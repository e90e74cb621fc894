//! Prometheus metrics for the micropayment engine.
//!
//! Exposes metrics on /metrics endpoint for Prometheus scraping.

#![allow(dead_code)]

use lazy_static::lazy_static;
use prometheus::{
    register_counter_vec, register_gauge, register_gauge_vec, register_histogram_vec, CounterVec,
    Encoder, Gauge, GaugeVec, HistogramVec, TextEncoder,
};
use std::net::SocketAddr;
use std::sync::Arc;
use std::time::Duration;
use tokio::io::{AsyncReadExt, AsyncWriteExt};
use tokio::net::TcpListener;
use tokio::sync::Semaphore;

lazy_static! {
    // Batcher metrics
    pub static ref EVENTS_INGESTED: CounterVec = register_counter_vec!(
        "engine_events_ingested_total",
        "Total number of payment events ingested by the batcher",
        &["direction"]
    ).unwrap();

    pub static ref EVENTS_REJECTED: CounterVec = register_counter_vec!(
        "engine_events_rejected_total",
        "Total number of payment events rejected by the batcher",
        &["reason"]
    ).unwrap();

    pub static ref BATCHES_FLUSHED: CounterVec = register_counter_vec!(
        "engine_batches_flushed_total",
        "Total number of batches flushed",
        &["reason"]
    ).unwrap();

    pub static ref CURRENT_BATCH_SIZE: Gauge = register_gauge!(
        "engine_current_adaptive_batch_size",
        "Current adaptive batch size target"
    ).unwrap();

    pub static ref CURRENT_BATCH_TIMEOUT_MS: Gauge = register_gauge!(
        "engine_current_adaptive_batch_timeout_ms",
        "Current adaptive batch timeout in milliseconds"
    ).unwrap();

    pub static ref BATCH_LATENCY: HistogramVec = register_histogram_vec!(
        "engine_batch_latency_ms",
        "Time from event arrival to batch flush, in milliseconds",
        &["reason"],
        vec![1.0, 5.0, 10.0, 25.0, 50.0, 100.0, 250.0, 500.0, 1000.0, 5000.0]
    ).unwrap();

    // Channel manager metrics
    pub static ref CHANNELS_OPENED: Gauge = register_gauge!(
        "engine_channels_opened_total",
        "Total number of channels opened"
    ).unwrap();

    pub static ref PAYMENTS_ADMITTED: CounterVec = register_counter_vec!(
        "engine_payments_admitted_total",
        "Total number of payments admitted into a channel",
        &["channel_status"]
    ).unwrap();

    pub static ref PAYMENTS_REJECTED: CounterVec = register_counter_vec!(
        "engine_payments_rejected_total",
        "Total number of payments rejected by the channel manager",
        &["reason"]
    ).unwrap();

    pub static ref SETTLEMENTS: CounterVec = register_counter_vec!(
        "engine_settlements_total",
        "Total number of channel settlement attempts",
        &["status"]
    ).unwrap();

    pub static ref OPEN_CHANNELS: GaugeVec = register_gauge_vec!(
        "engine_open_channels",
        "Number of channels currently in each status",
        &["status"]
    ).unwrap();

    // Dispatcher metrics
    pub static ref BROADCASTS: CounterVec = register_counter_vec!(
        "engine_broadcasts_total",
        "Total number of broadcast attempts",
        &["endpoint", "status"]
    ).unwrap();

    pub static ref BROADCAST_LATENCY: HistogramVec = register_histogram_vec!(
        "engine_broadcast_latency_seconds",
        "Time to complete a broadcast attempt",
        &["endpoint"],
        vec![0.05, 0.1, 0.5, 1.0, 2.0, 5.0, 10.0, 30.0]
    ).unwrap();

    pub static ref CIRCUIT_BREAKER_STATE: GaugeVec = register_gauge_vec!(
        "engine_circuit_breaker_open",
        "Whether the circuit breaker for an endpoint is open (1) or closed (0)",
        &["endpoint"]
    ).unwrap();

    pub static ref DISPATCH_QUEUE_DEPTH: Gauge = register_gauge!(
        "engine_dispatch_queue_depth",
        "Current number of queued broadcasts awaiting dispatch"
    ).unwrap();

    // Health
    pub static ref UP: Gauge = register_gauge!(
        "engine_up",
        "Whether the engine is up and running"
    ).unwrap();
}

/// Maximum concurrent connections to the metrics server.
const METRICS_MAX_CONNECTIONS: usize = 128;

/// Read timeout for incoming connections.
const METRICS_READ_TIMEOUT: Duration = Duration::from_secs(5);

/// Start the metrics HTTP server
pub async fn start_metrics_server(addr: SocketAddr) -> eyre::Result<()> {
    let listener = TcpListener::bind(addr).await?;
    tracing::info!(%addr, "Metrics server started");

    UP.set(1.0);

    let semaphore = Arc::new(Semaphore::new(METRICS_MAX_CONNECTIONS));

    loop {
        let (mut socket, _) = listener.accept().await?;
        let sem = semaphore.clone();

        tokio::spawn(async move {
            let _permit = match sem.acquire_owned().await {
                Ok(p) => p,
                Err(_) => return,
            };

            let mut buf = [0u8; 4096];
            let n = match tokio::time::timeout(METRICS_READ_TIMEOUT, socket.read(&mut buf)).await {
                Ok(Ok(n)) if n > 0 => n,
                _ => return,
            };

            let (method, path) = match parse_metrics_request(&buf[..n]) {
                Some(mp) => mp,
                None => {
                    let _ = socket
                        .write_all(b"HTTP/1.1 400 Bad Request\r\nContent-Length: 0\r\n\r\n")
                        .await;
                    return;
                }
            };

            match (method.as_str(), path.as_str()) {
                ("GET", "/metrics") | ("GET", "/") => {
                    let encoder = TextEncoder::new();
                    let metric_families = prometheus::gather();
                    let mut buffer = Vec::new();
                    let _ = encoder.encode(&metric_families, &mut buffer);

                    let response = format!(
                        "HTTP/1.1 200 OK\r\nContent-Type: text/plain; charset=utf-8\r\nContent-Length: {}\r\n\r\n",
                        buffer.len()
                    );

                    let _ = socket.write_all(response.as_bytes()).await;
                    let _ = socket.write_all(&buffer).await;
                }
                ("GET", "/health") => {
                    let response =
                        "HTTP/1.1 200 OK\r\nContent-Type: text/plain\r\nContent-Length: 2\r\n\r\nOK";
                    let _ = socket.write_all(response.as_bytes()).await;
                }
                _ => {
                    let response = "HTTP/1.1 404 Not Found\r\nContent-Length: 0\r\n\r\n";
                    let _ = socket.write_all(response.as_bytes()).await;
                }
            }
        });
    }
}

/// Parse HTTP method and path from raw request bytes (metrics server).
fn parse_metrics_request(buf: &[u8]) -> Option<(String, String)> {
    let request = std::str::from_utf8(buf).ok()?;
    let first_line = request.lines().next()?;
    let mut parts = first_line.split_whitespace();
    let method = parts.next()?.to_string();
    let path = parts.next()?.to_string();
    Some((method, path))
}

pub fn record_event_ingested(direction: &str) {
    EVENTS_INGESTED.with_label_values(&[direction]).inc();
}

pub fn record_event_rejected(reason: &str) {
    EVENTS_REJECTED.with_label_values(&[reason]).inc();
}

pub fn record_batch_flushed(reason: &str, latency_ms: f64) {
    BATCHES_FLUSHED.with_label_values(&[reason]).inc();
    BATCH_LATENCY.with_label_values(&[reason]).observe(latency_ms);
}

pub fn set_adaptive_params(batch_size: usize, timeout_ms: u64) {
    CURRENT_BATCH_SIZE.set(batch_size as f64);
    CURRENT_BATCH_TIMEOUT_MS.set(timeout_ms as f64);
}

pub fn record_channel_opened() {
    CHANNELS_OPENED.inc();
}

pub fn record_payment_admitted(channel_status: &str) {
    PAYMENTS_ADMITTED.with_label_values(&[channel_status]).inc();
}

pub fn record_payment_rejected(reason: &str) {
    PAYMENTS_REJECTED.with_label_values(&[reason]).inc();
}

pub fn record_settlement(success: bool) {
    let status = if success { "success" } else { "failure" };
    SETTLEMENTS.with_label_values(&[status]).inc();
}

pub fn set_open_channels(status: &str, count: i64) {
    OPEN_CHANNELS.with_label_values(&[status]).set(count as f64);
}

pub fn record_broadcast(endpoint: &str, success: bool, latency_secs: f64) {
    let status = if success { "success" } else { "failure" };
    BROADCASTS.with_label_values(&[endpoint, status]).inc();
    BROADCAST_LATENCY.with_label_values(&[endpoint]).observe(latency_secs);
}

pub fn set_circuit_breaker_open(endpoint: &str, open: bool) {
    CIRCUIT_BREAKER_STATE
        .with_label_values(&[endpoint])
        .set(if open { 1.0 } else { 0.0 });
}

pub fn set_dispatch_queue_depth(depth: usize) {
    DISPATCH_QUEUE_DEPTH.set(depth as f64);
}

TASK TO COMPLETE:
All that is wanted is the run of lines from the start of the data through the line containing "use tokio::net::TcpListener;", copied word for word.

PROBLEM SOLUTION:
repository e90e74cb621fc894
//! Prometheus metrics for the micropayment engine.
//!
//! Exposes metrics on /metrics endpoint for Prometheus scraping.

#![allow(dead_code)]

use lazy_static::lazy_static;
use prometheus::{
    register_counter_vec, register_gauge, register_gauge_vec, register_histogram_vec, CounterVec,
    Encoder, Gauge, GaugeVec, HistogramVec, TextEncoder,
};
use std::net::SocketAddr;
use std::sync::Arc;
use std::time::Duration;
use tokio::io::{AsyncReadExt, AsyncWriteExt};
use tokio::net::TcpListener;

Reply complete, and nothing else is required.